2. Entre temps je trouvai, dans la boîte à livres au bout de ma rue, Le Moulin de Pologne de Jean Giono, dans l’édition originale de 1952, Gallimard de taille moyenne à excellent papier (quelle chute, depuis, d’un point de vue purement tactile), qu’on pourrait tenir juste pour le plaisir des doigts, sans même s’inquiéter du contenu (on pourrait appeler ça « effet Pléiade » : les gens aiment les avoir, les toucher, mais ne les lisent presque jamais). Je ne connaissais pas ce Giono, et décidai d’interrompre Mishima pour le lire de bout en bout ; je le terminai en deux jours. La narration troublée est bonne, la fin un peu décevante. Sur internet, l’essentiel des pages de blog qui lui sont consacrées affirment leur déception de ne pas y avoir trouvé de descriptions de la Provence. Les gens aiment en Giono un écrivain régionaliste, c’est terrible. Il mérite qu’on le sorte de cette ornière.
3. Mes amis et ceux qui me suivent depuis un moment savent que j’ai la manie des listes, d’où ma présence régulière sur SensCritique. Chaque année depuis 2012, je m’infligeais une grande partie des albums classés en haut du « Top musique » de l’année. Je pensais avec régularité que l’époque était musicalement triste. Un déclic eut lieu à Rock en Seine, où j’allai voir Arctic Monkeys, mais où le véritable plaisir fut la découverte de Yard Act, Yungblud, Fontaines D. C. et IDLES. Je connaissais, par SensCritique, l’éternel retour de la vague « post-punk », mais je la vis enfin réellement. Cette semaine, j’écoutai donc les sorties rock de l’année : le dernier Fontaines D. C., l’album de Wet Leg, le dernier black midi, le dernier Viagra Boys. J’en viens à considérer 2022 comme une année faste en musique : tout était de qualité. (Même le dernier Arcade Fire, dont j’avais pourtant peu aimé les deux précédents, est bon.)
4. En parallèle, je lisais Barbara d’Osamu Tezuka. Certains ne savent peut-être pas que Tezuka est considéré comme l’inventeur du manga moderne. On le connait surtout pour La Vie de Bouddha, pour l’instant le moins intéressant que j’ai pu lire de lui. Rien à voir, chez lui, avec le shōnen ou le seinen contemporains, qui apparurent plus tard. Ayako, comme Demain les oiseaux, et donc Barbara, sont des œuvres qui, comme celles de Jiro Taniguchi, sont plus proches de notre conception franco-belge de la bande dessinée. Chaque chapitre forme réellement une unité, un épisode, dont le lien narratif est parfois distendu, comme c’est le cas dans la plupart des comics américains.

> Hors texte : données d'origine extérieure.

use checkout_common::Cents;
use chrono::{DateTime, Utc};
use log::{debug, trace};
use sqlx::{FromRow, SqliteConnection};

use super::{decode_error, from_json, to_json};
use crate::{
    db_types::{Customer, Order, OrderId, OrderItem, Price, ProductSnapshot},
    traits::CheckoutDatabaseError,
};

#[derive(Debug, FromRow)]
struct OrderRow {
    id: i64,
    created_at: DateTime<Utc>,
    comment: String,
    do_not_call: bool,
    total_cost: Cents,
    currency: String,
    customer_name: String,
    customer_phone: String,
    delivery: String,
    payment: String,
}

#[derive(Debug, FromRow)]
struct OrderItemRow {
    quantity: i64,
    price: Cents,
    currency: String,
    product: String,
}

impl OrderRow {
    fn into_order(self, items: Vec<OrderItem>) -> Result<Order, CheckoutDatabaseError> {
        let id = self.id;
        Ok(Order {
            id,
            created_at: self.created_at,
            comment: self.comment,
            do_not_call: self.do_not_call,
            total_cost: Price::new(self.total_cost, self.currency),
            customer: Customer { name: self.customer_name, phone: self.customer_phone },
            delivery: from_json("delivery", id, &self.delivery)?,
            payment: from_json("payment", id, &self.payment)?,
            items,
        })
    }
}

impl OrderItemRow {
    fn into_item(self, order_id: OrderId) -> Result<OrderItem, CheckoutDatabaseError> {
        let quantity = u32::try_from(self.quantity).map_err(decode_error("quantity", order_id))?;
        let product: ProductSnapshot = from_json("product", order_id, &self.product)?;
        Ok(OrderItem { quantity, price: Price::new(self.price, self.currency), product })
    }
}

/// Allocates the next order id. Ids are never reused, even if the order that claimed one is never written.
pub async fn next_order_id(conn: &mut SqliteConnection) -> Result<OrderId, sqlx::Error> {
    let id = sqlx::query_scalar("INSERT INTO order_sequence DEFAULT VALUES RETURNING id").fetch_one(conn).await?;
    Ok(id)
}

/// Inserts the order and its line items using the given connection. This is not atomic. You can embed this call
/// inside a transaction if you need to ensure atomicity, and pass `&mut *tx` as the connection argument.
pub async fn insert_order(order: &Order, conn: &mut SqliteConnection) -> Result<(), CheckoutDatabaseError> {
    let delivery = to_json("delivery", order.id, &order.delivery)?;
    let payment = to_json("payment", order.id, &order.payment)?;
    sqlx::query(
        r#"
            INSERT INTO orders (
                id,
                created_at,
                comment,
                do_not_call,
                total_cost,
                currency,
                customer_name,
                customer_phone,
                delivery,
                payment,
                delivery_status,
                payment_status
            ) VALUES ($1, $2, $3, $4, $5, $6, $7, $8, $9, $10, $11, $12);
        "#,
    )
    .bind(order.id)
    .bind(order.created_at)
    .bind(&order.comment)
    .bind(order.do_not_call)
    .bind(order.total_cost.amount)
    .bind(&order.total_cost.currency)
    .bind(&order.customer.name)
    .bind(&order.customer.phone)
    .bind(delivery)
    .bind(payment)
    .bind(i64::from(order.delivery_status()))
    .bind(i64::from(order.payment_status()))
    .execute(&mut *conn)
    .await?;
    for (position, item) in order.items.iter().enumerate() {
        let product = to_json("product", order.id, &item.product)?;
        sqlx::query(
            r#"
                INSERT INTO order_items (order_id, position, product_id, quantity, price, currency, product)
                VALUES ($1, $2, $3, $4, $5, $6, $7);
            "#,
        )
        .bind(order.id)
        .bind(position as i64)
        .bind(item.product.id)
        .bind(i64::from(item.quantity))
        .bind(item.price.amount)
        .bind(&item.price.currency)
        .bind(product)
        .execute(&mut *conn)
        .await?;
    }
    debug!("🗃️ Order #{} inserted with {} items", order.id, order.items.len());
    Ok(())
}

pub async fn fetch_order(id: OrderId, conn: &mut SqliteConnection) -> Result<Option<Order>, CheckoutDatabaseError> {
    let row: Option<OrderRow> = sqlx::query_as(
        r#"
            SELECT id, created_at, comment, do_not_call, total_cost, currency, customer_name, customer_phone,
                   delivery, payment
            FROM orders WHERE id = $1
        "#,
    )
    .bind(id)
    .fetch_optional(&mut *conn)
    .await?;
    let Some(row) = row else {
        trace!("🗃️ Order #{id} not found");
        return Ok(None);
    };
    let items = fetch_order_items(id, conn).await?;
    row.into_order(items).map(Some)
}

async fn fetch_order_items(
    order_id: OrderId,
    conn: &mut SqliteConnection,
) -> Result<Vec<OrderItem>, CheckoutDatabaseError> {
    let rows: Vec<OrderItemRow> = sqlx::query_as(
        "SELECT quantity, price, currency, product FROM order_items WHERE order_id = $1 ORDER BY position ASC",
    )
    .bind(order_id)
    .fetch_all(conn)
    .await?;
    rows.into_iter().map(|r| r.into_item(order_id)).collect()
}

/// Writes the mutable parts of the order: comment, contact details, and the delivery and payment records with their
/// status histories. Line items and the total cost are fixed at creation and are left alone.
pub async fn update_order(order: &Order, conn: &mut SqliteConnection) -> Result<(), CheckoutDatabaseError> {
    let delivery = to_json("delivery", order.id, &order.delivery)?;
    let payment = to_json("payment", order.id, &order.payment)?;
    let result = sqlx::query(
        r#"
            UPDATE orders SET
                updated_at = CURRENT_TIMESTAMP,
                comment = $1,
                do_not_call = $2,
                customer_name = $3,
                customer_phone = $4,
                delivery = $5,
                payment = $6,
                delivery_status = $7,
                payment_status = $8
            WHERE id = $9
        "#,
    )
    .bind(&order.comment)
    .bind(order.do_not_call)
    .bind(&order.customer.name)
    .bind(&order.customer.phone)
    .bind(delivery)
    .bind(payment)
    .bind(i64::from(order.delivery_status()))
    .bind(i64::from(order.payment_status()))
    .bind(order.id)
    .execute(conn)
    .await?;
    if result.rows_affected() == 0 {
        return Err(CheckoutDatabaseError::OrderNotFound(order.id));
    }
    trace!("🗃️ Order #{} updated. Payment status is {}", order.id, order.payment_status());
    Ok(())
}
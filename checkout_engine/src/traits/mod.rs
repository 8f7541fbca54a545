//! # Interface contracts of the checkout engine's collaborators.
//!
//! ## Repositories
//! The orchestrator never talks to a database directly. It goes through four narrow traits:
//!
//! * [`OrderRepository`] allocates order ids, creates orders and persists order changes.
//! * [`PaymentRepository`] stores payment attempts, keyed by their public transaction id.
//! * [`ProductCatalog`] resolves product snapshots for the items in a cart.
//! * [`DeliveryCatalog`] resolves the enabled delivery and payment methods by slug.
//!
//! [`CheckoutDatabase`] bundles all four. [`crate::SqliteDatabase`] is the stock implementation.
//!
//! ## Gateways
//! [`CardHoldGateway`] and [`PartsPayGateway`] abstract the remote calls made by the payment strategies. The clients in
//! `payment_providers` implement them.
mod checkout_database;
mod gateways;

pub use checkout_database::{
    CheckoutDatabase,
    CheckoutDatabaseError,
    DeliveryCatalog,
    OrderRepository,
    PaymentRepository,
    ProductCatalog,
};
pub use gateways::{CardHoldGateway, PartsPayGateway};
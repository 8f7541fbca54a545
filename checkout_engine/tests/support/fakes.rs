use std::sync::{
    atomic::{AtomicBool, AtomicUsize, Ordering},
    Arc,
    Mutex,
};

use checkout_common::Cents;
use checkout_engine::{
    strategies::CallbackParams,
    traits::{CardHoldGateway, PartsPayGateway},
};
use payment_providers::{
    helpers::{decode_json_payload, encode_json_payload},
    ConfirmResponse,
    HoldResponse,
    PartsPayCallback,
    PartsPayHoldRequest,
    ProviderApiError,
};
use serde_json::{json, Value};

pub const PARTS_PAY_TOKEN: &str = "tok-123";
pub const VALID_PARTS_PAY_SIGNATURE: &str = "valid";

/// Card-hold gateway double. Signatures are `signed:<data>`; hold completion returns whatever `completion` holds.
#[derive(Clone)]
pub struct FakeCardHold {
    pub completion: Arc<Mutex<Value>>,
    pub completions: Arc<AtomicUsize>,
}

impl Default for FakeCardHold {
    fn default() -> Self {
        Self { completion: Arc::new(Mutex::new(json!({"status": "success"}))), completions: Arc::default() }
    }
}

impl FakeCardHold {
    pub fn complete_with(&self, response: Value) {
        *self.completion.lock().unwrap() = response;
    }

    pub fn completion_count(&self) -> usize {
        self.completions.load(Ordering::SeqCst)
    }
}

impl CardHoldGateway for FakeCardHold {
    fn hold_form(&self, order_ref: &str, amount: Cents, description: &str) -> Result<String, ProviderApiError> {
        Ok(format!(r#"<form data-order="{order_ref}" data-amount="{amount}">{description}</form>"#))
    }

    async fn complete_hold(&self, _order_ref: &str, _amount: Cents) -> Result<Value, ProviderApiError> {
        self.completions.fetch_add(1, Ordering::SeqCst);
        Ok(self.completion.lock().unwrap().clone())
    }

    fn verify_signature(&self, data: &str, signature: &str) -> bool {
        signature == card_hold_signature(data)
    }

    fn decode_payload(&self, data: &str) -> Result<Value, ProviderApiError> {
        decode_json_payload(data)
    }
}

pub fn card_hold_signature(data: &str) -> String {
    format!("signed:{data}")
}

fn card_hold_form(data: &str, signature: &str) -> CallbackParams {
    let body = url::form_urlencoded::Serializer::new(String::new())
        .append_pair("data", data)
        .append_pair("signature", signature)
        .finish();
    CallbackParams::new("application/x-www-form-urlencoded", body.into_bytes())
}

pub fn signed_card_hold_callback(payload: &Value) -> CallbackParams {
    let data = encode_json_payload(payload).unwrap();
    card_hold_form(&data, &card_hold_signature(&data))
}

/// A correctly signed card-hold webhook for the given transaction.
pub fn card_hold_callback(transaction_id: &str, status: &str) -> CallbackParams {
    signed_card_hold_callback(&json!({"action": "hold", "status": status, "order_id": transaction_id, "amount": "100.00"}))
}

pub fn forged_card_hold_callback(transaction_id: &str, status: &str) -> CallbackParams {
    let payload = json!({"action": "hold", "status": status, "order_id": transaction_id});
    let data = encode_json_payload(&payload).unwrap();
    card_hold_form(&data, "not-a-signature")
}

/// Installment gateway double. Callbacks are valid when their signature is [`VALID_PARTS_PAY_SIGNATURE`].
#[derive(Clone, Default)]
pub struct FakePartsPay {
    pub holds: Arc<Mutex<Vec<PartsPayHoldRequest>>>,
    pub confirm_state: Arc<Mutex<String>>,
    pub fail_holds: Arc<AtomicBool>,
}

impl FakePartsPay {
    pub fn confirm_with(&self, state: &str) {
        *self.confirm_state.lock().unwrap() = state.to_string();
    }

    pub fn fail_holds(&self) {
        self.fail_holds.store(true, Ordering::SeqCst);
    }

    pub fn hold_requests(&self) -> Vec<PartsPayHoldRequest> {
        self.holds.lock().unwrap().clone()
    }
}

impl PartsPayGateway for FakePartsPay {
    async fn hold(&self, request: &PartsPayHoldRequest) -> Result<HoldResponse, ProviderApiError> {
        if self.fail_holds.load(Ordering::SeqCst) {
            return Err(ProviderApiError::QueryError { status: 503, message: "Service unavailable".into() });
        }
        self.holds.lock().unwrap().push(request.clone());
        Ok(HoldResponse {
            state: "SUCCESS".into(),
            order_id: request.order_ref.clone(),
            token: PARTS_PAY_TOKEN.into(),
            ..Default::default()
        })
    }

    async fn confirm(&self, order_ref: &str) -> Result<ConfirmResponse, ProviderApiError> {
        let state = self.confirm_state.lock().unwrap().clone();
        Ok(ConfirmResponse { state, order_id: order_ref.to_string(), ..Default::default() })
    }

    fn redirect_url(&self, token: &str) -> String {
        format!("https://parts.example/ipp/v2/payment?token={token}")
    }

    fn verify_callback(&self, callback: &PartsPayCallback) -> bool {
        callback.signature == VALID_PARTS_PAY_SIGNATURE
    }
}

pub fn parts_pay_callback(transaction_id: &str, state: &str, signature: &str) -> CallbackParams {
    let callback = PartsPayCallback {
        order_id: transaction_id.to_string(),
        store_id: "store-1".into(),
        payment_state: state.to_string(),
        message: format!("state is {state}"),
        signature: signature.to_string(),
    };
    let body = serde_json::to_vec(&callback).unwrap();
    CallbackParams::new("application/json", body)
}
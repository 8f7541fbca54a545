//! `SqliteDatabase` is a concrete implementation of a checkout engine backend.
//!
//! Unsurprisingly, it uses SQLite as the backend and implements all the traits defined in the [`crate::traits`]
//! module.
use std::fmt::Debug;

use log::*;
use sqlx::{
    migrate::{MigrateDatabase, MigrateError},
    Sqlite,
    SqlitePool,
};

use super::db::{catalog, db_url, new_pool, orders, payments};
use crate::{
    db_types::{DeliveryMethod, NewOrder, Order, OrderId, Payment, PaymentMethod, ProductSnapshot},
    traits::{
        CheckoutDatabase,
        CheckoutDatabaseError,
        DeliveryCatalog,
        OrderRepository,
        PaymentRepository,
        ProductCatalog,
    },
};

#[derive(Clone)]
pub struct SqliteDatabase {
    url: String,
    pool: SqlitePool,
}

impl Debug for SqliteDatabase {
    fn fmt(&self, f: &mut std::fmt::Formatter<'_>) -> std::fmt::Result {
        writeln!(f, "SqliteDatabase ({:?})", self.pool)
    }
}

impl CheckoutDatabase for SqliteDatabase {
    fn url(&self) -> &str {
        self.url.as_str()
    }
}

impl OrderRepository for SqliteDatabase {
    async fn next_order_id(&self) -> Result<OrderId, CheckoutDatabaseError> {
        let mut conn = self.pool.acquire().await?;
        let id = orders::next_order_id(&mut conn).await?;
        Ok(id)
    }

    /// Allocates the id and writes the order with all of its line items in a single transaction.
    async fn create_order(&self, order: NewOrder) -> Result<Order, CheckoutDatabaseError> {
        let mut tx = self.pool.begin().await?;
        let id = orders::next_order_id(&mut tx).await?;
        let order = Order::from_new_order(id, order);
        orders::insert_order(&order, &mut tx).await?;
        tx.commit().await?;
        debug!("🗃️ Order #{id} has been saved in the DB");
        Ok(order)
    }

    async fn fetch_order(&self, id: OrderId) -> Result<Option<Order>, CheckoutDatabaseError> {
        let mut conn = self.pool.acquire().await?;
        orders::fetch_order(id, &mut conn).await
    }

    async fn save_order(&self, order: &Order) -> Result<(), CheckoutDatabaseError> {
        let mut conn = self.pool.acquire().await?;
        orders::update_order(order, &mut conn).await
    }
}

impl PaymentRepository for SqliteDatabase {
    async fn next_payment_id(&self) -> Result<i64, CheckoutDatabaseError> {
        let mut conn = self.pool.acquire().await?;
        let id = payments::next_payment_id(&mut conn).await?;
        Ok(id)
    }

    async fn insert_payment(&self, payment: &Payment) -> Result<(), CheckoutDatabaseError> {
        let mut conn = self.pool.acquire().await?;
        payments::insert_payment(payment, &mut conn).await
    }

    async fn fetch_payment(&self, transaction_id: &str) -> Result<Option<Payment>, CheckoutDatabaseError> {
        let mut conn = self.pool.acquire().await?;
        payments::fetch_payment(transaction_id, &mut conn).await
    }

    async fn fetch_payments_for_order(&self, order_id: OrderId) -> Result<Vec<Payment>, CheckoutDatabaseError> {
        let mut conn = self.pool.acquire().await?;
        payments::fetch_payments_for_order(order_id, &mut conn).await
    }

    async fn save_payment(&self, payment: &Payment) -> Result<(), CheckoutDatabaseError> {
        let mut conn = self.pool.acquire().await?;
        payments::update_payment(payment, &mut conn).await
    }
}

impl ProductCatalog for SqliteDatabase {
    async fn fetch_products_preserving_order(&self, ids: &[i64]) -> Result<Vec<ProductSnapshot>, CheckoutDatabaseError> {
        let mut conn = self.pool.acquire().await?;
        catalog::fetch_products_preserving_order(ids, &mut conn).await
    }
}

impl DeliveryCatalog for SqliteDatabase {
    async fn fetch_delivery_method_by_slug(&self, slug: &str) -> Result<Option<DeliveryMethod>, CheckoutDatabaseError> {
        let mut conn = self.pool.acquire().await?;
        let method = catalog::fetch_delivery_method_by_slug(slug, &mut conn).await?;
        Ok(method)
    }

    async fn fetch_payment_method_by_slug(&self, slug: &str) -> Result<Option<PaymentMethod>, CheckoutDatabaseError> {
        let mut conn = self.pool.acquire().await?;
        let method = catalog::fetch_payment_method_by_slug(slug, &mut conn).await?;
        Ok(method)
    }
}

impl SqliteDatabase {
    /// Creates a new database API object, connecting to the database given by `CHECKOUT_DATABASE_URL`.
    pub async fn new(max_connections: u32) -> Result<Self, sqlx::Error> {
        let url = db_url();
        SqliteDatabase::new_with_url(url.as_str(), max_connections).await
    }

    pub async fn new_with_url(url: &str, max_connections: u32) -> Result<Self, sqlx::Error> {
        trace!("🗃️ Creating new database connection pool with url {url}");
        let pool = new_pool(url, max_connections).await?;
        let url = url.to_string();
        Ok(Self { url, pool })
    }

    /// Opens the database at `url`, creating the file if it does not exist yet, and brings its schema up to date.
    pub async fn open_and_migrate(url: &str, max_connections: u32) -> Result<Self, MigrateError> {
        if !Sqlite::database_exists(url).await? {
            info!("🗃️ Creating new database at {url}");
            Sqlite::create_database(url).await?;
        }
        let db = Self::new_with_url(url, max_connections).await?;
        db.migrate().await?;
        Ok(db)
    }

    pub async fn migrate(&self) -> Result<(), MigrateError> {
        sqlx::migrate!("./src/sqlite/migrations").run(&self.pool).await?;
        debug!("🗃️ Migrations complete");
        Ok(())
    }

    /// Returns a reference to the database connection pool.
    pub fn pool(&self) -> &SqlitePool {
        &self.pool
    }

    pub async fn close(&self) {
        self.pool.close().await;
    }
}
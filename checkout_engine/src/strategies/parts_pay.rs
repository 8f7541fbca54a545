use log::*;
use payment_providers::{parts_pay_state as state, PartsPayCallback, PartsPayHoldRequest, PartsPayProduct};
use serde_json::Value;

use crate::{
    db_types::{InitAction, Order, Payment, PaymentStatus},
    strategies::{
        provider_tag,
        AcceptHold,
        CallbackOutcome,
        CallbackParams,
        CallbackStrategy,
        InitResult,
        InitiatePayment,
        StatusUpdate,
        StrategyError,
    },
    traits::PartsPayGateway,
};

const PROVIDER: &str = "parts-pay provider";
const UPDATED_BY_CALLBACK: &str = "updated by callback";

/// Bank installments. The bank holds the order amount while the customer signs the installment agreement, and the
/// merchant confirms the hold once the goods ship.
#[derive(Clone)]
pub struct PartsPayStrategy<P> {
    gateway: P,
}

impl<P> PartsPayStrategy<P> {
    pub fn new(gateway: P) -> Self {
        Self { gateway }
    }
}

fn hold_request(order: &Order, payment: &Payment) -> Result<PartsPayHoldRequest, StrategyError> {
    let parts_count = order
        .payment
        .extra
        .parts_count
        .filter(|n| *n > 0)
        .ok_or_else(|| StrategyError::InvalidPayment(format!("Order #{} has no installment count", order.id)))?;
    let products = order
        .items
        .iter()
        .map(|item| PartsPayProduct { name: item.product.name.clone(), count: item.quantity, price: item.price.amount })
        .collect();
    Ok(PartsPayHoldRequest {
        order_ref: payment.transaction_id.clone(),
        amount: payment.price.amount,
        parts_count,
        products,
    })
}

fn to_raw<T: serde::Serialize>(value: &T) -> Value {
    serde_json::to_value(value).unwrap_or(Value::Null)
}

impl<P: PartsPayGateway> InitiatePayment for PartsPayStrategy<P> {
    async fn initiate(&self, order: &Order, payment: &Payment) -> Result<InitResult, StrategyError> {
        let request = hold_request(order, payment)?;
        let response = self.gateway.hold(&request).await?;
        debug!("💳️ Installment hold for order #{} created. Redirecting customer.", order.id);
        let url = self.gateway.redirect_url(&response.token);
        Ok(InitResult { action: InitAction::Redirect, resource: url, provider: provider_tag::PARTS_PAY })
    }
}

impl<P: PartsPayGateway> AcceptHold for PartsPayStrategy<P> {
    async fn accept_hold(&self, order: &Order, payment: &Payment) -> Result<StatusUpdate, StrategyError> {
        let response = self.gateway.confirm(&payment.transaction_id).await?;
        debug!("💳️ Installment confirmation for order #{} returned {}", order.id, response.state);
        let raw = to_raw(&response);
        match response.state.as_str() {
            state::FAIL => Ok(StatusUpdate {
                status: PaymentStatus::Failed,
                description: format!("code: none | description: {}", response.message),
                raw,
            }),
            state::SUCCESS => Ok(StatusUpdate {
                status: PaymentStatus::Confirmed,
                description: "Held payment was accepted".into(),
                raw,
            }),
            other => Err(StrategyError::UnmappedStatus { provider: PROVIDER, status: other.to_string() }),
        }
    }
}

impl<P: PartsPayGateway> CallbackStrategy for PartsPayStrategy<P> {
    type Callback = PartsPayCallback;

    fn parse_callback(&self, params: &CallbackParams) -> Result<Self::Callback, StrategyError> {
        params.json::<PartsPayCallback>()
    }

    fn validate_signature(&self, callback: &Self::Callback) -> bool {
        self.gateway.verify_callback(callback)
    }

    fn transaction_id(&self, callback: &Self::Callback) -> Result<String, StrategyError> {
        if callback.order_id.is_empty() {
            return Err(StrategyError::MalformedCallback("the callback has no orderId".into()));
        }
        Ok(callback.order_id.clone())
    }

    fn process_callback(&self, callback: &Self::Callback) -> Result<CallbackOutcome, StrategyError> {
        let raw = to_raw(callback);
        let (status, description) = match callback.payment_state.as_str() {
            state::SUCCESS => (PaymentStatus::Done, UPDATED_BY_CALLBACK.to_string()),
            state::FAIL => (PaymentStatus::Failed, callback.message.clone()),
            state::CANCELED => (PaymentStatus::Canceled, UPDATED_BY_CALLBACK.to_string()),
            state::LOCKED => (PaymentStatus::WaitingConfirmation, UPDATED_BY_CALLBACK.to_string()),
            state::CLIENT_WAIT | state::OTP_WAITING | state::PP_CREATION | state::CREATED => {
                let id = &callback.order_id;
                trace!("💳️ Installment callback for {id} is in intermediate state {}", callback.payment_state);
                return Ok(CallbackOutcome::Skip { state: callback.payment_state.clone(), raw });
            },
            other => {
                return Err(StrategyError::UnmappedStatus { provider: PROVIDER, status: other.to_string() });
            },
        };
        Ok(CallbackOutcome::Apply(StatusUpdate { status, description, raw }))
    }
}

Les éditions complètes chez Delcourt permettent donc d’abord ces cycles comme œuvres totales, construisant un monde de puissants fragments. Plus encore que les trois que j’avais pu lire avant, Barbara me frappa par son ombre. J’eus du mal à avancer, tant le propos me désespérait. J’allai donc chapitre par chapitre, le laissant quelques heures, voire une journée, avant d’y retourner.
5. A la librairie je reçus Champs d’Yves di Manno. J’ai déjà écrit brièvement sur Objets d’Amérique et Terre ni ciel. Je passe de ses réflexions sur la poésie à sa poésie elle-même, avec une appréhension : sa poésie sera-t-elle décevante par rapport à sa théorisation ? Cela m’est arrivé avec plusieurs poètes contemporains. Mais là, non : sa poésie est elle aussi excellente. Champs mérite d’être considéré comme une œuvre majeure. J’y reviendrai.